- _What to work on_: Could you transcribe the material below exactly, without leaving out a single line?

Dataset records START

use std::collections::HashMap;

use once_cell::sync::Lazy;

const FONT_HEIGHT: usize = 5;
const FONT_WIDTH: usize = 5;
const FILL_CHAR: char = '█';

type Glyph = [&'static str; FONT_HEIGHT];

static GLYPHS: Lazy<HashMap<char, Glyph>> = Lazy::new(|| {
    HashMap::from([
        ('A', [" 111 ", "1   1", "11111", "1   1", "1   1"]),
        ('B', ["1111 ", "1   1", "1111 ", "1   1", "1111 "]),
        ('C', [" 1111", "1    ", "1    ", "1    ", " 1111"]),
        ('D', ["1111 ", "1   1", "1   1", "1   1", "1111 "]),
        ('E', ["11111", "1    ", "111  ", "1    ", "11111"]),
        ('F', ["11111", "1    ", "111  ", "1    ", "1    "]),
        ('G', [" 1111", "1    ", "1  11", "1   1", " 111 "]),
        ('H', ["1   1", "1   1", "11111", "1   1", "1   1"]),
        ('I', ["11111", "  1  ", "  1  ", "  1  ", "11111"]),
        ('J', ["    1", "    1", "    1", "1   1", " 111 "]),
        ('K', ["1   1", "1  1 ", "111  ", "1  1 ", "1   1"]),
        ('L', ["1    ", "1    ", "1    ", "1    ", "11111"]),
        ('M', ["1   1", "11 11", "1 1 1", "1   1", "1   1"]),
        ('N', ["1   1", "11  1", "1 1 1", "1  11", "1   1"]),
        ('O', [" 111 ", "1   1", "1   1", "1   1", " 111 "]),
        ('P', ["1111 ", "1   1", "1111 ", "1    ", "1    "]),
        ('Q', [" 111 ", "1   1", "1   1", "1  11", " 1111"]),
        ('R', ["1111 ", "1   1", "1111 ", "1  1 ", "1   1"]),
        ('S', [" 1111", "1    ", " 111 ", "    1", "1111 "]),
        ('T', ["11111", "  1  ", "  1  ", "  1  ", "  1  "]),
        ('U', ["1   1", "1   1", "1   1", "1   1", " 111 "]),
        ('V', ["1   1", "1   1", "1   1", " 1 1 ", "  1  "]),
        ('W', ["1   1", "1   1", "1 1 1", "11 11", "1   1"]),
        ('X', ["1   1", " 1 1 ", "  1  ", " 1 1 ", "1   1"]),
        ('Y', ["1   1", " 1 1 ", "  1  ", "  1  ", "  1  "]),
        ('Z', ["11111", "   1 ", "  1  ", " 1   ", "11111"]),
        ('?', [" 111 ", "1   1", "  11 ", "     ", "  1  "]),
        (' ', ["     ", "     ", "     ", "     ", "     "]),
    ])
});

/// Render `text` as banner lines using the block glyph set.
pub fn render(text: &str) -> Vec<String> {
    let content: Vec<char> = text.chars().map(|c| c.to_ascii_uppercase()).collect();
    if content.is_empty() {
        return vec![String::new(); FONT_HEIGHT];
    }

    let mut lines = vec![String::new(); FONT_HEIGHT];
    for (index, ch) in content.iter().enumerate() {
        let glyph = GLYPHS.get(ch).or_else(|| GLYPHS.get(&'?')).unwrap();
        for (row_idx, row) in glyph.iter().enumerate() {
            if index > 0 {
                lines[row_idx].push(' ');
            }
            for symbol in row.chars().take(FONT_WIDTH) {
                lines[row_idx].push(if symbol == '1' { FILL_CHAR } else { ' ' });
            }
        }
    }

    lines
        .into_iter()
        .map(|line| line.trim_end().to_string())
        .collect()
}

Dataset records END

- _Written solution_:
use std::collections::HashMap;

use once_cell::sync::Lazy;

const FONT_HEIGHT: usize = 5;
const FONT_WIDTH: usize = 5;
const FILL_CHAR: char = '█';

type Glyph = [&'static str; FONT_HEIGHT];

static GLYPHS: Lazy<HashMap<char, Glyph>> = Lazy::new(|| {
    HashMap::from([
        ('A', [" 111 ", "1   1", "11111", "1   1", "1   1"]),
        ('B', ["1111 ", "1   1", "1111 ", "1   1", "1111 "]),
        ('C', [" 1111", "1    ", "1    ", "1    ", " 1111"]),
        ('D', ["1111 ", "1   1", "1   1", "1   1", "1111 "]),
        ('E', ["11111", "1    ", "111  ", "1    ", "11111"]),
        ('F', ["11111", "1    ", "111  ", "1    ", "1    "]),
        ('G', [" 1111", "1    ", "1  11", "1   1", " 111 "]),
        ('H', ["1   1", "1   1", "11111", "1   1", "1   1"]),
        ('I', ["11111", "  1  ", "  1  ", "  1  ", "11111"]),
        ('J', ["    1", "    1", "    1", "1   1", " 111 "]),
        ('K', ["1   1", "1  1 ", "111  ", "1  1 ", "1   1"]),
        ('L', ["1    ", "1    ", "1    ", "1    ", "11111"]),
        ('M', ["1   1", "11 11", "1 1 1", "1   1", "1   1"]),
        ('N', ["1   1", "11  1", "1 1 1", "1  11", "1   1"]),
        ('O', [" 111 ", "1   1", "1   1", "1   1", " 111 "]),
        ('P', ["1111 ", "1   1", "1111 ", "1    ", "1    "]),
        ('Q', [" 111 ", "1   1", "1   1", "1  11", " 1111"]),
        ('R', ["1111 ", "1   1", "1111 ", "1  1 ", "1   1"]),
        ('S', [" 1111", "1    ", " 111 ", "    1", "1111 "]),
        ('T', ["11111", "  1  ", "  1  ", "  1  ", "  1  "]),
        ('U', ["1   1", "1   1", "1   1", "1   1", " 111 "]),
        ('V', ["1   1", "1   1", "1   1", " 1 1 ", "  1  "]),
        ('W', ["1   1", "1   1", "1 1 1", "11 11", "1   1"]),
        ('X', ["1   1", " 1 1 ", "  1  ", " 1 1 ", "1   1"]),
        ('Y', ["1   1", " 1 1 ", "  1  ", "  1  ", "  1  "]),
        ('Z', ["11111", "   1 ", "  1  ", " 1   ", "11111"]),
        ('?', [" 111 ", "1   1", "  11 ", "     ", "  1  "]),
        (' ', ["     ", "     ", "     ", "     ", "     "]),
    ])
});

/// Render `text` as banner lines using the block glyph set.
pub fn render(text: &str) -> Vec<String> {
    let content: Vec<char> = text.chars().map(|c| c.to_ascii_uppercase()).collect();
    if content.is_empty() {
        return vec![String::new(); FONT_HEIGHT];
    }

    let mut lines = vec![String::new(); FONT_HEIGHT];
    for (index, ch) in content.iter().enumerate() {
        let glyph = GLYPHS.get(ch).or_else(|| GLYPHS.get(&'?')).unwrap();
        for (row_idx, row) in glyph.iter().enumerate() {
            if index > 0 {
                lines[row_idx].push(' ');
            }
            for symbol in row.chars().take(FONT_WIDTH) {
                lines[row_idx].push(if symbol == '1' { FILL_CHAR } else { ' ' });
            }
        }
    }

    lines
        .into_iter()
        .map(|line| line.trim_end().to_string())
        .collect()
}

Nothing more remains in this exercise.